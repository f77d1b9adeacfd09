//! Timestamp extraction chain.
//!
//! Sources are tried in a fixed order (filename patterns, embedded metadata,
//! file system time) after a canonical-name short-circuit. The first source
//! that produces a value wins.

use crate::category::MediaCategory;
use crate::error::{RenameError, Result};
use crate::exif_reader::CaptureTimestampReader;
use crate::timestamp::Timestamp;
use chrono::{DateTime, Local};
use regex::Regex;
use std::fmt;
use std::fs;
use std::path::{Path, PathBuf};
use std::sync::OnceLock;
use tracing::{debug, info, warn};

static CAPTURE_DATE_PATTERN: OnceLock<Regex> = OnceLock::new();

fn capture_date_pattern() -> &'static Regex {
    CAPTURE_DATE_PATTERN.get_or_init(|| {
        Regex::new(r"^([0-9]{4}):([0-9]{2}):([0-9]{2}) ([0-9]{2}):([0-9]{2}):([0-9]{2}).?$")
            .expect("capture date pattern is valid")
    })
}

#[derive(Debug, Clone, Copy, PartialEq, Eq)]
pub enum Provenance {
    Pattern,
    Metadata,
    Filesystem,
}

impl fmt::Display for Provenance {
    fn fmt(&self, f: &mut fmt::Formatter<'_>) -> fmt::Result {
        let label = match self {
            Provenance::Pattern => "pattern",
            Provenance::Metadata => "metadata",
            Provenance::Filesystem => "filesystem",
        };
        f.write_str(label)
    }
}

#[derive(Debug, Clone, Copy, PartialEq, Eq)]
pub enum Extraction {
    AlreadyCanonical,
    Resolved {
        timestamp: Timestamp,
        provenance: Provenance,
    },
}

/// A file picked for processing, split at the last `.` of its name.
#[derive(Debug, Clone, PartialEq, Eq)]
pub struct SourceFile {
    pub path: PathBuf,
    pub stem: String,
    pub extension: String,
}

impl SourceFile {
    pub fn new(path: impl Into<PathBuf>) -> Self {
        let path = path.into();
        let file_name = path
            .file_name()
            .map(|v| v.to_string_lossy().into_owned())
            .unwrap_or_default();
        let (stem, extension) = split_extension(&file_name);
        Self {
            stem: stem.to_string(),
            extension: extension.to_string(),
            path,
        }
    }

    pub fn file_name(&self) -> String {
        format!("{}{}", self.stem, self.extension)
    }
}

/// Splits `name` into stem and extension at the last `.`; the extension keeps
/// its dot and is empty when there is none.
pub fn split_extension(name: &str) -> (&str, &str) {
    match name.rfind('.') {
        Some(pos) => name.split_at(pos),
        None => (name, ""),
    }
}

trait TimestampSource {
    fn provenance(&self) -> Provenance;

    /// `Ok(None)` means the source does not apply to this file.
    fn extract(&self, file: &SourceFile, category: &MediaCategory) -> Result<Option<Timestamp>>;
}

struct FilenamePatterns;

impl TimestampSource for FilenamePatterns {
    fn provenance(&self) -> Provenance {
        Provenance::Pattern
    }

    fn extract(&self, file: &SourceFile, category: &MediaCategory) -> Result<Option<Timestamp>> {
        Ok(category.match_name(&file.stem))
    }
}

struct EmbeddedMetadata<'a> {
    reader: &'a dyn CaptureTimestampReader,
}

impl TimestampSource for EmbeddedMetadata<'_> {
    fn provenance(&self) -> Provenance {
        Provenance::Metadata
    }

    fn extract(&self, file: &SourceFile, category: &MediaCategory) -> Result<Option<Timestamp>> {
        if !category.reads_metadata() {
            return Ok(None);
        }

        let raw = match self.reader.read_capture_timestamp(&file.path) {
            Ok(Some(raw)) => raw,
            Ok(None) => {
                debug!(path = %file.path.display(), "no capture timestamp in metadata");
                return Ok(None);
            }
            Err(err) => {
                warn!(path = %file.path.display(), error = %err, "unreadable metadata");
                return Ok(None);
            }
        };

        let parsed = parse_capture_timestamp(&raw);
        if parsed.is_none() {
            warn!(path = %file.path.display(), value = %raw, "bad capture timestamp in metadata");
        }
        Ok(parsed)
    }
}

struct FilesystemTime;

impl TimestampSource for FilesystemTime {
    fn provenance(&self) -> Provenance {
        Provenance::Filesystem
    }

    fn extract(&self, file: &SourceFile, _category: &MediaCategory) -> Result<Option<Timestamp>> {
        let created = file_created_to_local(&file.path)?;
        Ok(Some(Timestamp::from_local(&created)))
    }
}

pub fn extract_timestamp(
    file: &SourceFile,
    category: &MediaCategory,
    reader: &dyn CaptureTimestampReader,
) -> Result<Extraction> {
    if category.is_canonical(&file.stem) {
        return Ok(Extraction::AlreadyCanonical);
    }

    let sources: [&dyn TimestampSource; 3] = [
        &FilenamePatterns,
        &EmbeddedMetadata { reader },
        &FilesystemTime,
    ];

    for source in sources {
        if let Some(timestamp) = source.extract(file, category)? {
            let provenance = source.provenance();
            info!(path = %file.path.display(), %provenance, %timestamp, "timestamp resolved");
            return Ok(Extraction::Resolved {
                timestamp,
                provenance,
            });
        }
    }

    Err(RenameError::NoTimestamp {
        path: file.path.clone(),
    })
}

/// Parses `YYYY:MM:DD HH:MM:SS`, allowing one trailing character after the
/// seconds.
pub fn parse_capture_timestamp(raw: &str) -> Option<Timestamp> {
    let caps = capture_date_pattern().captures(raw)?;
    Timestamp::from_captures(&caps)
}

/// Creation time in local time. Platforms without a birth time report the
/// last modification instead.
fn file_created_to_local(path: &Path) -> Result<DateTime<Local>> {
    let attribute_error = |source| RenameError::FilesystemAttribute {
        path: path.to_path_buf(),
        source,
    };
    let metadata = fs::metadata(path).map_err(attribute_error)?;
    let time = match metadata.created() {
        Ok(time) => time,
        Err(_) => metadata.modified().map_err(attribute_error)?,
    };
    Ok(DateTime::from(time))
}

────────────────────

Down to the last line, restate the records exactly.

repository f77d1b9adeacfd09
//! Timestamp extraction chain.
//!
//! Sources are tried in a fixed order (filename patterns, embedded metadata,
//! file system time) after a canonical-name short-circuit. The first source
//! that produces a value wins.

use crate::category::MediaCategory;
use crate::error::{RenameError, Result};
use crate::exif_reader::CaptureTimestampReader;
use crate::timestamp::Timestamp;
use chrono::{DateTime, Local};
use regex::Regex;
use std::fmt;
use std::fs;
use std::path::{Path, PathBuf};
use std::sync::OnceLock;
use tracing::{debug, info, warn};

static CAPTURE_DATE_PATTERN: OnceLock<Regex> = OnceLock::new();

fn capture_date_pattern() -> &'static Regex {
    CAPTURE_DATE_PATTERN.get_or_init(|| {
        Regex::new(r"^([0-9]{4}):([0-9]{2}):([0-9]{2}) ([0-9]{2}):([0-9]{2}):([0-9]{2}).?$")
            .expect("capture date pattern is valid")
    })
}

#[derive(Debug, Clone, Copy, PartialEq, Eq)]
pub enum Provenance {
    Pattern,
    Metadata,
    Filesystem,
}

impl fmt::Display for Provenance {
    fn fmt(&self, f: &mut fmt::Formatter<'_>) -> fmt::Result {
        let label = match self {
            Provenance::Pattern => "pattern",
            Provenance::Metadata => "metadata",
            Provenance::Filesystem => "filesystem",
        };
        f.write_str(label)
    }
}

#[derive(Debug, Clone, Copy, PartialEq, Eq)]
pub enum Extraction {
    AlreadyCanonical,
    Resolved {
        timestamp: Timestamp,
        provenance: Provenance,
    },
}

/// A file picked for processing, split at the last `.` of its name.
#[derive(Debug, Clone, PartialEq, Eq)]
pub struct SourceFile {
    pub path: PathBuf,
    pub stem: String,
    pub extension: String,
}

impl SourceFile {
    pub fn new(path: impl Into<PathBuf>) -> Self {
        let path = path.into();
        let file_name = path
            .file_name()
            .map(|v| v.to_string_lossy().into_owned())
            .unwrap_or_default();
        let (stem, extension) = split_extension(&file_name);
        Self {
            stem: stem.to_string(),
            extension: extension.to_string(),
            path,
        }
    }

    pub fn file_name(&self) -> String {
        format!("{}{}", self.stem, self.extension)
    }
}

/// Splits `name` into stem and extension at the last `.`; the extension keeps
/// its dot and is empty when there is none.
pub fn split_extension(name: &str) -> (&str, &str) {
    match name.rfind('.') {
        Some(pos) => name.split_at(pos),
        None => (name, ""),
    }
}

trait TimestampSource {
    fn provenance(&self) -> Provenance;

    /// `Ok(None)` means the source does not apply to this file.
    fn extract(&self, file: &SourceFile, category: &MediaCategory) -> Result<Option<Timestamp>>;
}

struct FilenamePatterns;

impl TimestampSource for FilenamePatterns {
    fn provenance(&self) -> Provenance {
        Provenance::Pattern
    }

    fn extract(&self, file: &SourceFile, category: &MediaCategory) -> Result<Option<Timestamp>> {
        Ok(category.match_name(&file.stem))
    }
}

struct EmbeddedMetadata<'a> {
    reader: &'a dyn CaptureTimestampReader,
}

impl TimestampSource for EmbeddedMetadata<'_> {
    fn provenance(&self) -> Provenance {
        Provenance::Metadata
    }

    fn extract(&self, file: &SourceFile, category: &MediaCategory) -> Result<Option<Timestamp>> {
        if !category.reads_metadata() {
            return Ok(None);
        }

        let raw = match self.reader.read_capture_timestamp(&file.path) {
            Ok(Some(raw)) => raw,
            Ok(None) => {
                debug!(path = %file.path.display(), "no capture timestamp in metadata");
                return Ok(None);
            }
            Err(err) => {
                warn!(path = %file.path.display(), error = %err, "unreadable metadata");
                return Ok(None);
            }
        };

        let parsed = parse_capture_timestamp(&raw);
        if parsed.is_none() {
            warn!(path = %file.path.display(), value = %raw, "bad capture timestamp in metadata");
        }
        Ok(parsed)
    }
}

struct FilesystemTime;

impl TimestampSource for FilesystemTime {
    fn provenance(&self) -> Provenance {
        Provenance::Filesystem
    }

    fn extract(&self, file: &SourceFile, _category: &MediaCategory) -> Result<Option<Timestamp>> {
        let created = file_created_to_local(&file.path)?;
        Ok(Some(Timestamp::from_local(&created)))
    }
}

pub fn extract_timestamp(
    file: &SourceFile,
    category: &MediaCategory,
    reader: &dyn CaptureTimestampReader,
) -> Result<Extraction> {
    if category.is_canonical(&file.stem) {
        return Ok(Extraction::AlreadyCanonical);
    }

    let sources: [&dyn TimestampSource; 3] = [
        &FilenamePatterns,
        &EmbeddedMetadata { reader },
        &FilesystemTime,
    ];

    for source in sources {
        if let Some(timestamp) = source.extract(file, category)? {
            let provenance = source.provenance();
            info!(path = %file.path.display(), %provenance, %timestamp, "timestamp resolved");
            return Ok(Extraction::Resolved {
                timestamp,
                provenance,
            });
        }
    }

    Err(RenameError::NoTimestamp {
        path: file.path.clone(),
    })
}

/// Parses `YYYY:MM:DD HH:MM:SS`, allowing one trailing character after the
/// seconds.
pub fn parse_capture_timestamp(raw: &str) -> Option<Timestamp> {
    let caps = capture_date_pattern().captures(raw)?;
    Timestamp::from_captures(&caps)
}

/// Creation time in local time. Platforms without a birth time report the
/// last modification instead.
fn file_created_to_local(path: &Path) -> Result<DateTime<Local>> {
    let attribute_error = |source| RenameError::FilesystemAttribute {
        path: path.to_path_buf(),
        source,
    };
    let metadata = fs::metadata(path).map_err(attribute_error)?;
    let time = match metadata.created() {
        Ok(time) => time,
        Err(_) => metadata.modified().map_err(attribute_error)?,
    };
    Ok(DateTime::from(time))
}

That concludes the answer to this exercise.